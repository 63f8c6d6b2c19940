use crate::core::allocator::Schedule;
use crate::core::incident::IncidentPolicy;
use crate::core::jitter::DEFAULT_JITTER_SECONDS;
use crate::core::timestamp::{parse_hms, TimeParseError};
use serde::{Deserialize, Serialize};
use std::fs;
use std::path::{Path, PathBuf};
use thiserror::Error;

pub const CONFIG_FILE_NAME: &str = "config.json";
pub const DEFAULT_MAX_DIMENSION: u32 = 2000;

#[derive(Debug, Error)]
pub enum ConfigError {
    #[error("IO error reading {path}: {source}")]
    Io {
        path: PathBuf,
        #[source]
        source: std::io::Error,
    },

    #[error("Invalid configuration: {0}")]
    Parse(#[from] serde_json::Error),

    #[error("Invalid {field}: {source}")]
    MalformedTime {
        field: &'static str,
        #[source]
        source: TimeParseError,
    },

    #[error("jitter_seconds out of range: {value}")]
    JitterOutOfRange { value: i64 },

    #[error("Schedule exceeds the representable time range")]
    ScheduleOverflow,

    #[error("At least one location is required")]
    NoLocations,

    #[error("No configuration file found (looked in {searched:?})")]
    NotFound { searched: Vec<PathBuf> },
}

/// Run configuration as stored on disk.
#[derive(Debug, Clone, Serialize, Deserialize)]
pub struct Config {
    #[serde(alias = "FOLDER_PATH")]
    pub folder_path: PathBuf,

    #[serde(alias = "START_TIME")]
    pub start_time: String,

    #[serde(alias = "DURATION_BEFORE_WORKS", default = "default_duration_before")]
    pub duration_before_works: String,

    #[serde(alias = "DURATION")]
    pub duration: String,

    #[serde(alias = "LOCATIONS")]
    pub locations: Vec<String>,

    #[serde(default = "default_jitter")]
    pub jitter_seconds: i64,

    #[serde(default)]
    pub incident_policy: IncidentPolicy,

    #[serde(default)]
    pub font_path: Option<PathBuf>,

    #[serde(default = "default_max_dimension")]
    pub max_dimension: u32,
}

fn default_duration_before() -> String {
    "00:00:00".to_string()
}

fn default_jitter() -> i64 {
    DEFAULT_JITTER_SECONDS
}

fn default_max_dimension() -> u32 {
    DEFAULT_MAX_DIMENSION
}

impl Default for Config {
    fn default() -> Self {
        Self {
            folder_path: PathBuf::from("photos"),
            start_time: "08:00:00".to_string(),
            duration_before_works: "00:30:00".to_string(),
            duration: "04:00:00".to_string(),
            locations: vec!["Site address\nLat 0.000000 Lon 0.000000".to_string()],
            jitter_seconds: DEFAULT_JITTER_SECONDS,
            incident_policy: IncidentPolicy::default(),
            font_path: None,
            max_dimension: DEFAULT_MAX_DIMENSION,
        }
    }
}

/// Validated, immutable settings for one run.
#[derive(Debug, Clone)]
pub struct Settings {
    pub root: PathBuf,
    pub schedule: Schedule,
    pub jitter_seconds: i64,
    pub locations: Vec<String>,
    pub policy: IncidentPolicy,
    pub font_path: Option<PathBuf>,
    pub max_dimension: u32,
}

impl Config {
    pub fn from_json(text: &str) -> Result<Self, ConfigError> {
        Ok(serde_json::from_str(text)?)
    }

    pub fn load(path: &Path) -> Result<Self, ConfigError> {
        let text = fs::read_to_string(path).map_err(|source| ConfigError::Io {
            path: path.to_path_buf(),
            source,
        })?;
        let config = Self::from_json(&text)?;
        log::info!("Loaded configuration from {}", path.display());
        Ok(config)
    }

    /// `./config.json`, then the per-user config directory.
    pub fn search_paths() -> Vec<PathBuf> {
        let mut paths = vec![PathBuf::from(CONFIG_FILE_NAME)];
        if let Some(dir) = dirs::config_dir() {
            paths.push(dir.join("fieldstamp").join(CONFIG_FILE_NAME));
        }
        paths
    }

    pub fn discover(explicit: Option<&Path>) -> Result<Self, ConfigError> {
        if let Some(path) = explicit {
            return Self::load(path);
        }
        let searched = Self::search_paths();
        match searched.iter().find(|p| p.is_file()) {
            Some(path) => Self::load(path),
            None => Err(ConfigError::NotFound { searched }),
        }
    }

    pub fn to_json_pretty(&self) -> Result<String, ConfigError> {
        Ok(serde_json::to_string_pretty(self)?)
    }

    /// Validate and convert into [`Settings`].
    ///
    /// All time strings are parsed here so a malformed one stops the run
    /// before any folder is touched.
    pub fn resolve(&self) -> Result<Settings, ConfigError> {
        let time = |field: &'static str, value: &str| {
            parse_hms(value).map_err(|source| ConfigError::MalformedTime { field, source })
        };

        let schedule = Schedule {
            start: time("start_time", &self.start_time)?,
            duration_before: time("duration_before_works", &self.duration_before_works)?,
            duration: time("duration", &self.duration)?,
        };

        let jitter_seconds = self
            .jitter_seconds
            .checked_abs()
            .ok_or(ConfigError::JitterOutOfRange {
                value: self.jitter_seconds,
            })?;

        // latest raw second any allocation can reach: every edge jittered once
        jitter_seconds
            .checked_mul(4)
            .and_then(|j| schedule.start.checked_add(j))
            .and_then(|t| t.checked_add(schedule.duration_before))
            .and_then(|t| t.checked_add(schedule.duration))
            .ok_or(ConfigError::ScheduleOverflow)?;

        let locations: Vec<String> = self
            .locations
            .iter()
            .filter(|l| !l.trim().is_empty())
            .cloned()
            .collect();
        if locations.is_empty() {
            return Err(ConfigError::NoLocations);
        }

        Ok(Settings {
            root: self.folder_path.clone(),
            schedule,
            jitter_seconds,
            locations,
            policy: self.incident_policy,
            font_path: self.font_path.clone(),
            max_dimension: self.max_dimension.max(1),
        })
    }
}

Task statement =>
Repeat the entries shown above, every one, word for word.

Reply =>
repository 63f8c6d6b2c19940
use crate::core::allocator::Schedule;
use crate::core::incident::IncidentPolicy;
use crate::core::jitter::DEFAULT_JITTER_SECONDS;
use crate::core::timestamp::{parse_hms, TimeParseError};
use serde::{Deserialize, Serialize};
use std::fs;
use std::path::{Path, PathBuf};
use thiserror::Error;

pub const CONFIG_FILE_NAME: &str = "config.json";
pub const DEFAULT_MAX_DIMENSION: u32 = 2000;

#[derive(Debug, Error)]
pub enum ConfigError {
    #[error("IO error reading {path}: {source}")]
    Io {
        path: PathBuf,
        #[source]
        source: std::io::Error,
    },

    #[error("Invalid configuration: {0}")]
    Parse(#[from] serde_json::Error),

    #[error("Invalid {field}: {source}")]
    MalformedTime {
        field: &'static str,
        #[source]
        source: TimeParseError,
    },

    #[error("jitter_seconds out of range: {value}")]
    JitterOutOfRange { value: i64 },

    #[error("Schedule exceeds the representable time range")]
    ScheduleOverflow,

    #[error("At least one location is required")]
    NoLocations,

    #[error("No configuration file found (looked in {searched:?})")]
    NotFound { searched: Vec<PathBuf> },
}

/// Run configuration as stored on disk.
#[derive(Debug, Clone, Serialize, Deserialize)]
pub struct Config {
    #[serde(alias = "FOLDER_PATH")]
    pub folder_path: PathBuf,

    #[serde(alias = "START_TIME")]
    pub start_time: String,

    #[serde(alias = "DURATION_BEFORE_WORKS", default = "default_duration_before")]
    pub duration_before_works: String,

    #[serde(alias = "DURATION")]
    pub duration: String,

    #[serde(alias = "LOCATIONS")]
    pub locations: Vec<String>,

    #[serde(default = "default_jitter")]
    pub jitter_seconds: i64,

    #[serde(default)]
    pub incident_policy: IncidentPolicy,

    #[serde(default)]
    pub font_path: Option<PathBuf>,

    #[serde(default = "default_max_dimension")]
    pub max_dimension: u32,
}

fn default_duration_before() -> String {
    "00:00:00".to_string()
}

fn default_jitter() -> i64 {
    DEFAULT_JITTER_SECONDS
}

fn default_max_dimension() -> u32 {
    DEFAULT_MAX_DIMENSION
}

impl Default for Config {
    fn default() -> Self {
        Self {
            folder_path: PathBuf::from("photos"),
            start_time: "08:00:00".to_string(),
            duration_before_works: "00:30:00".to_string(),
            duration: "04:00:00".to_string(),
            locations: vec!["Site address\nLat 0.000000 Lon 0.000000".to_string()],
            jitter_seconds: DEFAULT_JITTER_SECONDS,
            incident_policy: IncidentPolicy::default(),
            font_path: None,
            max_dimension: DEFAULT_MAX_DIMENSION,
        }
    }
}

/// Validated, immutable settings for one run.
#[derive(Debug, Clone)]
pub struct Settings {
    pub root: PathBuf,
    pub schedule: Schedule,
    pub jitter_seconds: i64,
    pub locations: Vec<String>,
    pub policy: IncidentPolicy,
    pub font_path: Option<PathBuf>,
    pub max_dimension: u32,
}

impl Config {
    pub fn from_json(text: &str) -> Result<Self, ConfigError> {
        Ok(serde_json::from_str(text)?)
    }

    pub fn load(path: &Path) -> Result<Self, ConfigError> {
        let text = fs::read_to_string(path).map_err(|source| ConfigError::Io {
            path: path.to_path_buf(),
            source,
        })?;
        let config = Self::from_json(&text)?;
        log::info!("Loaded configuration from {}", path.display());
        Ok(config)
    }

    /// `./config.json`, then the per-user config directory.
    pub fn search_paths() -> Vec<PathBuf> {
        let mut paths = vec![PathBuf::from(CONFIG_FILE_NAME)];
        if let Some(dir) = dirs::config_dir() {
            paths.push(dir.join("fieldstamp").join(CONFIG_FILE_NAME));
        }
        paths
    }

    pub fn discover(explicit: Option<&Path>) -> Result<Self, ConfigError> {
        if let Some(path) = explicit {
            return Self::load(path);
        }
        let searched = Self::search_paths();
        match searched.iter().find(|p| p.is_file()) {
            Some(path) => Self::load(path),
            None => Err(ConfigError::NotFound { searched }),
        }
    }

    pub fn to_json_pretty(&self) -> Result<String, ConfigError> {
        Ok(serde_json::to_string_pretty(self)?)
    }

    /// Validate and convert into [`Settings`].
    ///
    /// All time strings are parsed here so a malformed one stops the run
    /// before any folder is touched.
    pub fn resolve(&self) -> Result<Settings, ConfigError> {
        let time = |field: &'static str, value: &str| {
            parse_hms(value).map_err(|source| ConfigError::MalformedTime { field, source })
        };

        let schedule = Schedule {
            start: time("start_time", &self.start_time)?,
            duration_before: time("duration_before_works", &self.duration_before_works)?,
            duration: time("duration", &self.duration)?,
        };

        let jitter_seconds = self
            .jitter_seconds
            .checked_abs()
            .ok_or(ConfigError::JitterOutOfRange {
                value: self.jitter_seconds,
            })?;

        // latest raw second any allocation can reach: every edge jittered once
        jitter_seconds
            .checked_mul(4)
            .and_then(|j| schedule.start.checked_add(j))
            .and_then(|t| t.checked_add(schedule.duration_before))
            .and_then(|t| t.checked_add(schedule.duration))
            .ok_or(ConfigError::ScheduleOverflow)?;

        let locations: Vec<String> = self
            .locations
            .iter()
            .filter(|l| !l.trim().is_empty())
            .cloned()
            .collect();
        if locations.is_empty() {
            return Err(ConfigError::NoLocations);
        }

        Ok(Settings {
            root: self.folder_path.clone(),
            schedule,
            jitter_seconds,
            locations,
            policy: self.incident_policy,
            font_path: self.font_path.clone(),
            max_dimension: self.max_dimension.max(1),
        })
    }
}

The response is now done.